Problem to work on: When you reach the entries below, transcribe each line word for word.

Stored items
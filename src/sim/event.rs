//! 世界级事件
//!
//! 数据包交付（`DeliverPacket`）与计算机时钟（`TickComputers`）都是事件。
//! 事件持有 `Rc` 等非 `Send` 数据也没有问题：整个仿真只在一个线程里推进。

use super::simulator::Simulator;
use super::world::World;

/// 可被调度的事件。执行时消费自身（`self: Box<Self>`），可以把负载直接移交给世界。
pub trait Event: 'static {
    fn execute(self: Box<Self>, sim: &mut Simulator, world: &mut dyn World);

    /// 日志中使用的事件名
    fn label(&self) -> &'static str {
        std::any::type_name::<Self>()
    }
}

Expected answer:
filename src/sim/event.rs
//! 世界级事件
//!
//! 数据包交付（`DeliverPacket`）与计算机时钟（`TickComputers`）都是事件。
//! 事件持有 `Rc` 等非 `Send` 数据也没有问题：整个仿真只在一个线程里推进。

use super::simulator::Simulator;
use super::world::World;

/// 可被调度的事件。执行时消费自身（`self: Box<Self>`），可以把负载直接移交给世界。
pub trait Event: 'static {
    fn execute(self: Box<Self>, sim: &mut Simulator, world: &mut dyn World);

    /// 日志中使用的事件名
    fn label(&self) -> &'static str {
        std::any::type_name::<Self>()
    }
}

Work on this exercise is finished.